* **Problem requirements**
Working through the entries below, find how many lines include "chained", then write only that number.

Source records:
____

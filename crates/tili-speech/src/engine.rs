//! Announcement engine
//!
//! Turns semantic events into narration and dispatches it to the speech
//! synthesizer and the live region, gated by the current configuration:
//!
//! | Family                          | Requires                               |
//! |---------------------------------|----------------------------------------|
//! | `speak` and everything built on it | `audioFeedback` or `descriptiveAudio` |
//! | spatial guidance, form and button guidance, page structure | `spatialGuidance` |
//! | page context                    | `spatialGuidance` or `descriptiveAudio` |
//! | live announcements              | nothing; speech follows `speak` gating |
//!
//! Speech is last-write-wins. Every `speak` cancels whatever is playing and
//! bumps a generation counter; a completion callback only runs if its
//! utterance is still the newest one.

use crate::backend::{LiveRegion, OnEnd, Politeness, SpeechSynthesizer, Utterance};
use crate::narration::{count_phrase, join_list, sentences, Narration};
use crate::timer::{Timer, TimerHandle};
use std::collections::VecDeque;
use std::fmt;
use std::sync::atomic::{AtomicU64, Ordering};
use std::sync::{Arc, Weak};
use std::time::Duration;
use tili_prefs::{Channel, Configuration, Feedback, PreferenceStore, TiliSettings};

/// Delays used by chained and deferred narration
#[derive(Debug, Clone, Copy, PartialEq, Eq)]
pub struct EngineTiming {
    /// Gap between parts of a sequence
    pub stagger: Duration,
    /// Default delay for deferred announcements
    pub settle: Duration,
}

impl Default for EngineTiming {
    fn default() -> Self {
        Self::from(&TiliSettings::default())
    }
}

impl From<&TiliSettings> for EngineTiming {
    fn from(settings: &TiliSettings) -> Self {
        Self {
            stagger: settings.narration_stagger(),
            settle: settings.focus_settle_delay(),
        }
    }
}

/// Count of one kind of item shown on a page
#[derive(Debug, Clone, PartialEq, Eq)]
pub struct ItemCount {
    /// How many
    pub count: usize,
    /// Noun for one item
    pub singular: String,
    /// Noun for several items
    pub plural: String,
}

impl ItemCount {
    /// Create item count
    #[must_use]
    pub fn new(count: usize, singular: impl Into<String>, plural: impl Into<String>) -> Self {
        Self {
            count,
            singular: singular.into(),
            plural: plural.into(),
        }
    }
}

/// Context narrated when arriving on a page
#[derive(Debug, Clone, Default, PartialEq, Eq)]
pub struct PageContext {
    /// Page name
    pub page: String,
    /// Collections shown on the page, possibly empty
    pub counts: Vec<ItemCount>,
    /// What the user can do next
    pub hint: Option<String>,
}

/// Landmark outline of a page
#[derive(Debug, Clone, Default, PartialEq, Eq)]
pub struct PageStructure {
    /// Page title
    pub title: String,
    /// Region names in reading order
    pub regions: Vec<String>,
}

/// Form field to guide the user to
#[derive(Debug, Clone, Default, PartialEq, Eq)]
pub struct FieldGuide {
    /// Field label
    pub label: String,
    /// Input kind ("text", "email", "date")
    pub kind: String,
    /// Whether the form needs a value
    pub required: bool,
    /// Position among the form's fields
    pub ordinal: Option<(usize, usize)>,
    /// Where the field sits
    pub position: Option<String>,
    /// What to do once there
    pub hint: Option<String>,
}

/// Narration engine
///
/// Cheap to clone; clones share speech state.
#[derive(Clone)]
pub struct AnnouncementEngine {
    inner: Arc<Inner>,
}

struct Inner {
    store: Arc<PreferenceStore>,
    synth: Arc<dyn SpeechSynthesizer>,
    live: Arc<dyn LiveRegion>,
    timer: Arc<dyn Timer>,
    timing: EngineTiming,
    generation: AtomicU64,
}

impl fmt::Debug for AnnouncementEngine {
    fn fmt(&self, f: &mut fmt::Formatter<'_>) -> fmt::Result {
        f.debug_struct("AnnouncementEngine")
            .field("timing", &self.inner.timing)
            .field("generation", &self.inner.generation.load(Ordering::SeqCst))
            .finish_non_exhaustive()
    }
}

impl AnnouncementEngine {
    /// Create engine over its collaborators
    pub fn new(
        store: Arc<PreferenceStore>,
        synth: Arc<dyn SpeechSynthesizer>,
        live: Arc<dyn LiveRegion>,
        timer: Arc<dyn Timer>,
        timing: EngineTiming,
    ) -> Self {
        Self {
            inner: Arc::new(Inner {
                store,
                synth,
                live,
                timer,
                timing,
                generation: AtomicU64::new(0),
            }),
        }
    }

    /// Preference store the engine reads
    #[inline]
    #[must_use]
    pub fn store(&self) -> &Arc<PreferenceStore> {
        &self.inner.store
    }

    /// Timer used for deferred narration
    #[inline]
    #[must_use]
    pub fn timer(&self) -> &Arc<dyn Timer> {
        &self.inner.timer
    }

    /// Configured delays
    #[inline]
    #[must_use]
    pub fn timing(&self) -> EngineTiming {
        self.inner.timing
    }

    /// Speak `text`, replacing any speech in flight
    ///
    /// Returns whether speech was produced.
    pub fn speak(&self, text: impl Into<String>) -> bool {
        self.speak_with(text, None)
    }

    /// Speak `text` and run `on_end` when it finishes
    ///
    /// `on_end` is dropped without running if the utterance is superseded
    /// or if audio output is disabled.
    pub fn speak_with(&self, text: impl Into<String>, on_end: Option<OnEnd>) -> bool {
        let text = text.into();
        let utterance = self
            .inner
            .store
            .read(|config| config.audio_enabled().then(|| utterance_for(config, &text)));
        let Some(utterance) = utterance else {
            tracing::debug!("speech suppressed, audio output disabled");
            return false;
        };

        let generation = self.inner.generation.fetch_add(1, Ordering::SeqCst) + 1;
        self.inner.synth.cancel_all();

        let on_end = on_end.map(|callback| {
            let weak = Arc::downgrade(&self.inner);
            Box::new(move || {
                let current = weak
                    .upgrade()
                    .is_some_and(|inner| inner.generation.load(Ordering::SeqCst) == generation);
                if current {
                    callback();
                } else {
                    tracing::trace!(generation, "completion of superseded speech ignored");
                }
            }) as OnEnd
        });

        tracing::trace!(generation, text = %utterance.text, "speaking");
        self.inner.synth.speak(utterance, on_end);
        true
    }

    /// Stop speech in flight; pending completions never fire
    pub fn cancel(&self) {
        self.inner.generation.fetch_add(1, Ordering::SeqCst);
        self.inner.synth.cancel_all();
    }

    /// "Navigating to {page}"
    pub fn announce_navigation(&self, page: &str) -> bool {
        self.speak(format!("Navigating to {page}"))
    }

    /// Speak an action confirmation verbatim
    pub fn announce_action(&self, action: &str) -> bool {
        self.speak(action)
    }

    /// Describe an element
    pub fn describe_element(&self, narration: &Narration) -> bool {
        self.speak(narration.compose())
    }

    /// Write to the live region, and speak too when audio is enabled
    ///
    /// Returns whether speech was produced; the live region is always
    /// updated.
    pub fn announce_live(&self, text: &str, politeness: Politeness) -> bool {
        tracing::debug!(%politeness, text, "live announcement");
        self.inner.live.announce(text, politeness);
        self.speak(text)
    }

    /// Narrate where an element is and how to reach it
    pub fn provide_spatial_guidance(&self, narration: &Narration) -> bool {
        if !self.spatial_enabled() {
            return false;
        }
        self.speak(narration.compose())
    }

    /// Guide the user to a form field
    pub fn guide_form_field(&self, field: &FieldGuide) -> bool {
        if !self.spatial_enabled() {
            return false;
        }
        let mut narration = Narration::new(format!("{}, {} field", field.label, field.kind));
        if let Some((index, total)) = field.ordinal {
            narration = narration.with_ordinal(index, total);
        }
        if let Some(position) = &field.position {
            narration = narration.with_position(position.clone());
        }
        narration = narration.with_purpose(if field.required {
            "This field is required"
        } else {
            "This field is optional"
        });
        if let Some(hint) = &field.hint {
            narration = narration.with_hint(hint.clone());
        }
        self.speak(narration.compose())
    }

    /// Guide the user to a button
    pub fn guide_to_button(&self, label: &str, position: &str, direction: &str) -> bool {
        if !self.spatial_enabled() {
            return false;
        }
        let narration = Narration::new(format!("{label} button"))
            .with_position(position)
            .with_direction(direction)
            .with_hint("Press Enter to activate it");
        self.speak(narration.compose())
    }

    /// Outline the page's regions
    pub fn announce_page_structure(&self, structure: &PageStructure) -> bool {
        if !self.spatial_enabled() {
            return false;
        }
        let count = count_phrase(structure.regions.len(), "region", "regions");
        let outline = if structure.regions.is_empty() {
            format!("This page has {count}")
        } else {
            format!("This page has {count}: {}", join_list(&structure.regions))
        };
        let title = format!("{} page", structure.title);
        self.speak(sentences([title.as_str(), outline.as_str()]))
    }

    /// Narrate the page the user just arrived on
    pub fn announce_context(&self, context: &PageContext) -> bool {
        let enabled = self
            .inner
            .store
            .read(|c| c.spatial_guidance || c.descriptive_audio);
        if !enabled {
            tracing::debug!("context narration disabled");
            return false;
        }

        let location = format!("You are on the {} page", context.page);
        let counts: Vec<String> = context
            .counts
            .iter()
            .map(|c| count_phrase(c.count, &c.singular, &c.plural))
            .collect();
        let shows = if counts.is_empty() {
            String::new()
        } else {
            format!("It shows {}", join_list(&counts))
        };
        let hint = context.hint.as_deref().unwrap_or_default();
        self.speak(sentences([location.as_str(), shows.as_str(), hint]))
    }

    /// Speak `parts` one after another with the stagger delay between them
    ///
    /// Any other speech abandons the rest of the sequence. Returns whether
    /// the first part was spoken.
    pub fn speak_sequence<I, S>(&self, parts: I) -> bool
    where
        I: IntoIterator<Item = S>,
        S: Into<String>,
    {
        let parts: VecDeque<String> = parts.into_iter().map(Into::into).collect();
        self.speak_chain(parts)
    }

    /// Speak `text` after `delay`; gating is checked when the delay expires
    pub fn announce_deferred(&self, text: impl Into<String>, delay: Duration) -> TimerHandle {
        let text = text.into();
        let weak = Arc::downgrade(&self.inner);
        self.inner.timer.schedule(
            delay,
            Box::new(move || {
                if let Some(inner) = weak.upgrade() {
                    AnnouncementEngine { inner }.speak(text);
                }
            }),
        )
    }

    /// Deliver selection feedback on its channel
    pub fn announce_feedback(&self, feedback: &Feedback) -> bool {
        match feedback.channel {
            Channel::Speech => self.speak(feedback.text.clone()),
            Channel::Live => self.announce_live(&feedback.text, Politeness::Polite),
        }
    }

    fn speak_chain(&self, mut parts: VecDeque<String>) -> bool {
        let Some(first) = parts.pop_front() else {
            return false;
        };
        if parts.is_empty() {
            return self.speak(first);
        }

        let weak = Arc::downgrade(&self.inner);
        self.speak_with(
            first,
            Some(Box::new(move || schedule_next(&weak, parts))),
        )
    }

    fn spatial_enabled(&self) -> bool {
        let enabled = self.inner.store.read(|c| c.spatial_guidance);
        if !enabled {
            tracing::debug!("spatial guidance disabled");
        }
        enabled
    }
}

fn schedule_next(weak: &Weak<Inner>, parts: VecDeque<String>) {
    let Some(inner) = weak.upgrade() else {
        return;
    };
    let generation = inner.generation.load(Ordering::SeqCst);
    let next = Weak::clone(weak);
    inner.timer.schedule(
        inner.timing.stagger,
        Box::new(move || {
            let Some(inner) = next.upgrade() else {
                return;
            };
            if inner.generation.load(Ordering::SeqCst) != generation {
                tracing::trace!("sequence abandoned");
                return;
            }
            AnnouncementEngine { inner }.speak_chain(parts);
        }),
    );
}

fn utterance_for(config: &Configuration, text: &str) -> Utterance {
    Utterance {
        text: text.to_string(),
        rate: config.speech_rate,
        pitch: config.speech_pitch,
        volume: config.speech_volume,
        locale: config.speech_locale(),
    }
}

____

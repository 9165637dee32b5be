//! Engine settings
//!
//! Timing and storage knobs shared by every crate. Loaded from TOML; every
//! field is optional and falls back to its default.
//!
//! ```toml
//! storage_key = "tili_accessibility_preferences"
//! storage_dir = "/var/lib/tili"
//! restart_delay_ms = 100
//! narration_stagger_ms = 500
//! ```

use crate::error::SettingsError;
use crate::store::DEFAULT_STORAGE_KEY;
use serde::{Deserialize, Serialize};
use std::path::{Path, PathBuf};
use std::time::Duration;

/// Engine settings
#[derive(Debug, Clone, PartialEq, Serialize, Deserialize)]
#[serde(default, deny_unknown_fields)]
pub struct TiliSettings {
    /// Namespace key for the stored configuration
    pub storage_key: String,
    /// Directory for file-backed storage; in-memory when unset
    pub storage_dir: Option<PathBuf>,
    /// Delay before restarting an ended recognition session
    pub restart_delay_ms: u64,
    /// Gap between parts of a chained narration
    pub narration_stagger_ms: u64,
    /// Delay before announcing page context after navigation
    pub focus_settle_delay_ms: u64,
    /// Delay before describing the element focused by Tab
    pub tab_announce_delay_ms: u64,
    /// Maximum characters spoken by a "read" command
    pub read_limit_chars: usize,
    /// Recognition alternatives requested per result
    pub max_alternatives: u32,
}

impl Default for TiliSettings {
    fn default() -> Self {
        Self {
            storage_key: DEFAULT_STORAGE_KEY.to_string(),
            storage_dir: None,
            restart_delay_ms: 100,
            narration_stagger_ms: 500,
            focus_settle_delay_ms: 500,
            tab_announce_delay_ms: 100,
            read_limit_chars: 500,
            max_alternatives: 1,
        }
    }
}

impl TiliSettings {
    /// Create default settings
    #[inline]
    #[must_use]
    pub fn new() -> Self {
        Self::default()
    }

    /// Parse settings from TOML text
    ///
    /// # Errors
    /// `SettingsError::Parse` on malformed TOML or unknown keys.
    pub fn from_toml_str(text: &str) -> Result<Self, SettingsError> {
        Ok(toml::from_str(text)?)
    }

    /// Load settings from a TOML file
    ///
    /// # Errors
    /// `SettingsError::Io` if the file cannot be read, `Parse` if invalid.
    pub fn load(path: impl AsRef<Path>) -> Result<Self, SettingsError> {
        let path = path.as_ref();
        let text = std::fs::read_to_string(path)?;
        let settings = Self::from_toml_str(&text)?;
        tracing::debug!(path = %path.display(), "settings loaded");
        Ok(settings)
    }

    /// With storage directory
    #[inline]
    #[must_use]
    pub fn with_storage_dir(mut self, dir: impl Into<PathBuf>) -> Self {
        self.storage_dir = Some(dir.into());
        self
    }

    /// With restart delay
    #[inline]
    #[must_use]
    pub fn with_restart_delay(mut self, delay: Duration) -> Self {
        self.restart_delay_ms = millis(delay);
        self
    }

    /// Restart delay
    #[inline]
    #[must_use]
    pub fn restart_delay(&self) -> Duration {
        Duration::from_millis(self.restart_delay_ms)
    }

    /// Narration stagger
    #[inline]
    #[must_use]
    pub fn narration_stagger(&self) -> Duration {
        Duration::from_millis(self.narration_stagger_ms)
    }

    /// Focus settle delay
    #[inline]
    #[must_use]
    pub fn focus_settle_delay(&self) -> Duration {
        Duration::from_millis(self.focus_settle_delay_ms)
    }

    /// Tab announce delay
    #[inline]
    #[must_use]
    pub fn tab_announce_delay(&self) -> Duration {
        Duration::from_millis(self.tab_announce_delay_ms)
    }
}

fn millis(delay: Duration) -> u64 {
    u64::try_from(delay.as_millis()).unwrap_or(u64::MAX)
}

____

* **Answer below**
2